* [Requirement]
From the records below, copy every line that contains the word "extend".

* [Dataset entries]
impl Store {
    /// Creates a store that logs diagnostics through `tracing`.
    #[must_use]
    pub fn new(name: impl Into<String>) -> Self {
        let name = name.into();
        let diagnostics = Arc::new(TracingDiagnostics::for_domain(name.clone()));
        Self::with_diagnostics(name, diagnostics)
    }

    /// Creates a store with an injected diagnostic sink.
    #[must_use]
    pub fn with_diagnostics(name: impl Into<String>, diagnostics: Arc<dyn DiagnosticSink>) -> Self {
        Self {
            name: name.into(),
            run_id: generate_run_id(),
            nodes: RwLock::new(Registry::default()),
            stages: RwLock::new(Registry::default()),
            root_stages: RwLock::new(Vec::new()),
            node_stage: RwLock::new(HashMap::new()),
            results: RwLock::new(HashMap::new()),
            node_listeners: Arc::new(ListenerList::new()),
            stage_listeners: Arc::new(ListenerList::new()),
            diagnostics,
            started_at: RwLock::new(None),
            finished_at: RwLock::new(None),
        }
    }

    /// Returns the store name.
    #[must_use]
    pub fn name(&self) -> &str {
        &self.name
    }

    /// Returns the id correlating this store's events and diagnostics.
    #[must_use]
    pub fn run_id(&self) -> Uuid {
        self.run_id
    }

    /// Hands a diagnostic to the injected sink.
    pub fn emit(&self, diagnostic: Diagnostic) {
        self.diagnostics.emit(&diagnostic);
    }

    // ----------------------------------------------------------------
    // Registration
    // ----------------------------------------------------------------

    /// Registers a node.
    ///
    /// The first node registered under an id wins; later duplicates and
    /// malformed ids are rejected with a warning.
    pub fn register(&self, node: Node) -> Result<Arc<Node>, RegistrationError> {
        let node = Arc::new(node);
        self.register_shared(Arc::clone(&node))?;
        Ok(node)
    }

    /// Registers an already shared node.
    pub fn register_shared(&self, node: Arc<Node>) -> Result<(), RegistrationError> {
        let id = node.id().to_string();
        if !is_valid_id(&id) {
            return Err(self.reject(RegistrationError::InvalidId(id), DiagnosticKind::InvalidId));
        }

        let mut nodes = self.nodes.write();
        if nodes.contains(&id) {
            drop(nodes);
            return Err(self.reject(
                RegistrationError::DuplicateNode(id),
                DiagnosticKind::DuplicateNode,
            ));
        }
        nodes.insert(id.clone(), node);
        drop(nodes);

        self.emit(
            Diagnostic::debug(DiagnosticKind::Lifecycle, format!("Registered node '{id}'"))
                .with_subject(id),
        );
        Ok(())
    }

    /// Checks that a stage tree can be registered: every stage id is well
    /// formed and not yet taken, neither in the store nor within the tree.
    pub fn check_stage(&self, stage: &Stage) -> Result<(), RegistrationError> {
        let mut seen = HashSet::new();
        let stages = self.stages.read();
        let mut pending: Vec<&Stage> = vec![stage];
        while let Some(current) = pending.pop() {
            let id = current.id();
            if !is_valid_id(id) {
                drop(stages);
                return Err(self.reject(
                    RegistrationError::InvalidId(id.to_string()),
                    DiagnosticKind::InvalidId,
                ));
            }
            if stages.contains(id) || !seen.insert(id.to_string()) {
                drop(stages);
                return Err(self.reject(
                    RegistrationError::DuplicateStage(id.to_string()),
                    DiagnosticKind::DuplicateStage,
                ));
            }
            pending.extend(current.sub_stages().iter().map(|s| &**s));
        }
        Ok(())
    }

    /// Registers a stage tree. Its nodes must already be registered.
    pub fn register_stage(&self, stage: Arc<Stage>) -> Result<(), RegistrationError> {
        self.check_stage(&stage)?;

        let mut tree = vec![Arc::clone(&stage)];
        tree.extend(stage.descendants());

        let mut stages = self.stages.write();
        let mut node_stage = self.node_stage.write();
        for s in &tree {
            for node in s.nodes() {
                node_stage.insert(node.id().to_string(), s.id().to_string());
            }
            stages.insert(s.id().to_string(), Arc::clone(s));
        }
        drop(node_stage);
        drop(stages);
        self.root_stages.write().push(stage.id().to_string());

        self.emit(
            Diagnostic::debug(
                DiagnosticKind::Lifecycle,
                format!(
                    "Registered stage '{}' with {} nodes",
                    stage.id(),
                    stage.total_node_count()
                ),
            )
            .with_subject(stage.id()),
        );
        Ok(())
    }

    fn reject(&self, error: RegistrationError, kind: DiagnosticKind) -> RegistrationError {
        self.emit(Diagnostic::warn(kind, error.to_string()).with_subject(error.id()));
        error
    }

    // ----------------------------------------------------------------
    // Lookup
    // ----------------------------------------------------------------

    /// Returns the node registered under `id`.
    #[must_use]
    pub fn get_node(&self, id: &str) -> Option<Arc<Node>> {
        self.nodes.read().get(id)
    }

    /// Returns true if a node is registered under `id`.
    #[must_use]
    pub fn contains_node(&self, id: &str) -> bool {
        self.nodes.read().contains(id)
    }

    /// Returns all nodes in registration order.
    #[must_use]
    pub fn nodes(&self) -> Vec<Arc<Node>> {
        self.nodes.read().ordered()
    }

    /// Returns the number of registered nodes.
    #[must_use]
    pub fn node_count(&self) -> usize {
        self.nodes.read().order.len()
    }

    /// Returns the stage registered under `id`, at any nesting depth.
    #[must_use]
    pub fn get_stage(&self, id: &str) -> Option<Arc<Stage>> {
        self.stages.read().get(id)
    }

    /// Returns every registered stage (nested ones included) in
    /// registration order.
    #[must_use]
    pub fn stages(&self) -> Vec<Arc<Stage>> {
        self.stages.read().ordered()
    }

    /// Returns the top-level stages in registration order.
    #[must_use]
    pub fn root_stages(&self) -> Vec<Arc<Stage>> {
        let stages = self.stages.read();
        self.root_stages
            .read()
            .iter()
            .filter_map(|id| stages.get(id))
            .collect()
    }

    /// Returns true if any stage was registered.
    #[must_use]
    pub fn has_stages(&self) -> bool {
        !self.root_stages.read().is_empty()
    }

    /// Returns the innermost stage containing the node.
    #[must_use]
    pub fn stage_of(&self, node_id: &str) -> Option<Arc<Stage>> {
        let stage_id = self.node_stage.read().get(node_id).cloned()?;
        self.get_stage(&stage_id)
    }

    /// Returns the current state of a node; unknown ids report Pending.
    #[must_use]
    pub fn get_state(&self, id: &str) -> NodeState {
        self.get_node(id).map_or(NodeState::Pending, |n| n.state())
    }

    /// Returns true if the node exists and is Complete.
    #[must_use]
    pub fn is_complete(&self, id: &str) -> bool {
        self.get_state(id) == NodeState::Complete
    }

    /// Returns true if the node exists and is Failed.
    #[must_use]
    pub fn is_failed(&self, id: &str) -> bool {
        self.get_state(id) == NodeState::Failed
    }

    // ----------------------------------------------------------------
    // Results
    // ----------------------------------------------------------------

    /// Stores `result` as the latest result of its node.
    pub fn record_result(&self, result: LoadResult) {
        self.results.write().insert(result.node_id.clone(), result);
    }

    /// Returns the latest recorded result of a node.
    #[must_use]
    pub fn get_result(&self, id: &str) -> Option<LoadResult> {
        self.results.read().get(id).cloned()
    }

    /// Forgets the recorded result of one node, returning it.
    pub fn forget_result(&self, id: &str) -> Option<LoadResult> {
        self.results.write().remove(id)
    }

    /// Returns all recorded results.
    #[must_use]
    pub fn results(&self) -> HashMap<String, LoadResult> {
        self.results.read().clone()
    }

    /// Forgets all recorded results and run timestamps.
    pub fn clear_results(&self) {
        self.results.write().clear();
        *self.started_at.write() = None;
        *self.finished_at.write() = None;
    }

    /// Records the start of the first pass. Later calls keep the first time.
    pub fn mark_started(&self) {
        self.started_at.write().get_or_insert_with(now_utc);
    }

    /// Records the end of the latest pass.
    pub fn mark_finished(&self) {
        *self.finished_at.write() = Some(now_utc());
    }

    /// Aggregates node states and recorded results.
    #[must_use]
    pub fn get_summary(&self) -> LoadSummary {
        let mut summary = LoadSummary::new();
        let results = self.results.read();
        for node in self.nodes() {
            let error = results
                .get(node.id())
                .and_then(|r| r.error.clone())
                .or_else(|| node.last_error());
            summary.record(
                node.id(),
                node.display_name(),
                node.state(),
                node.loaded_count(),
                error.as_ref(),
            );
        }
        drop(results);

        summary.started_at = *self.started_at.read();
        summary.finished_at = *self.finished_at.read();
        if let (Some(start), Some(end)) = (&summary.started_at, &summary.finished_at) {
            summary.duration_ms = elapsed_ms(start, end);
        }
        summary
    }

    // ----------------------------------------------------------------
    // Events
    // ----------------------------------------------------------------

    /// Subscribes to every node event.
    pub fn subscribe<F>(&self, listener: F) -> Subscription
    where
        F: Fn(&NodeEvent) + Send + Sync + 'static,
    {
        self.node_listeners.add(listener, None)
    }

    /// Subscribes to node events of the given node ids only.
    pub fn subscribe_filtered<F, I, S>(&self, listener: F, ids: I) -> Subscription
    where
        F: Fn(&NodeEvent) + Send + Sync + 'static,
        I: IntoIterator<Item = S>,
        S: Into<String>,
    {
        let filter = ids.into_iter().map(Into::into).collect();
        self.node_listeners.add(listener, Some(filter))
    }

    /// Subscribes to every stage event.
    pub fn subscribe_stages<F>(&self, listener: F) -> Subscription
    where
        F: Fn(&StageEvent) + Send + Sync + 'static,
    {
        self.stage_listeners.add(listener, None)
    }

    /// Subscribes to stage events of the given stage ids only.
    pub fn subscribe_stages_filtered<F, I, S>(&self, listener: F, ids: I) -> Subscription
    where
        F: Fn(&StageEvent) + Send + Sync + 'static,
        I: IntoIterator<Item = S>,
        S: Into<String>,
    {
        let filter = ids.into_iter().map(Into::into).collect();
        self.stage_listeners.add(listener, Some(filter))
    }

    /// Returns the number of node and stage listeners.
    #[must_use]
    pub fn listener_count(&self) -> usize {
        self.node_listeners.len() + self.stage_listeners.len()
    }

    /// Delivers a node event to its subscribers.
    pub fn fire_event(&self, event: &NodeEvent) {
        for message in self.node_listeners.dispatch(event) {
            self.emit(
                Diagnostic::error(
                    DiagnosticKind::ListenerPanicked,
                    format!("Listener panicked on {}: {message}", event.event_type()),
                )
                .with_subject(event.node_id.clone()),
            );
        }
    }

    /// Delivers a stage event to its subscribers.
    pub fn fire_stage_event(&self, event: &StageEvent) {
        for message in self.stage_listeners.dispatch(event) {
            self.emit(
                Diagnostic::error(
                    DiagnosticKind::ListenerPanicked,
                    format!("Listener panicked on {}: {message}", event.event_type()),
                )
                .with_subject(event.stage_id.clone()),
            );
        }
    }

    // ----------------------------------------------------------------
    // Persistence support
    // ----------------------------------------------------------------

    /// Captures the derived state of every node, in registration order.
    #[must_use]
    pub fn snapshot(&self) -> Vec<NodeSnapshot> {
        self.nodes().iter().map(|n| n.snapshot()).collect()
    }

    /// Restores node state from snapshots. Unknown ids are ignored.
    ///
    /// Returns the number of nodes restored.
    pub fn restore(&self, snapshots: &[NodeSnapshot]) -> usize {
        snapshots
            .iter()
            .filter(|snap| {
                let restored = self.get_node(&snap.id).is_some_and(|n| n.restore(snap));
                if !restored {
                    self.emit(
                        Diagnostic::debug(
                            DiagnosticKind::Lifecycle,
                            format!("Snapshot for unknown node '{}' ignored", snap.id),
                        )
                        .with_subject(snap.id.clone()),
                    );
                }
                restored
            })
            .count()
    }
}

* [Answer below]
            pending.extend(current.sub_stages().iter().map(|s| &**s));
        tree.extend(stage.descendants());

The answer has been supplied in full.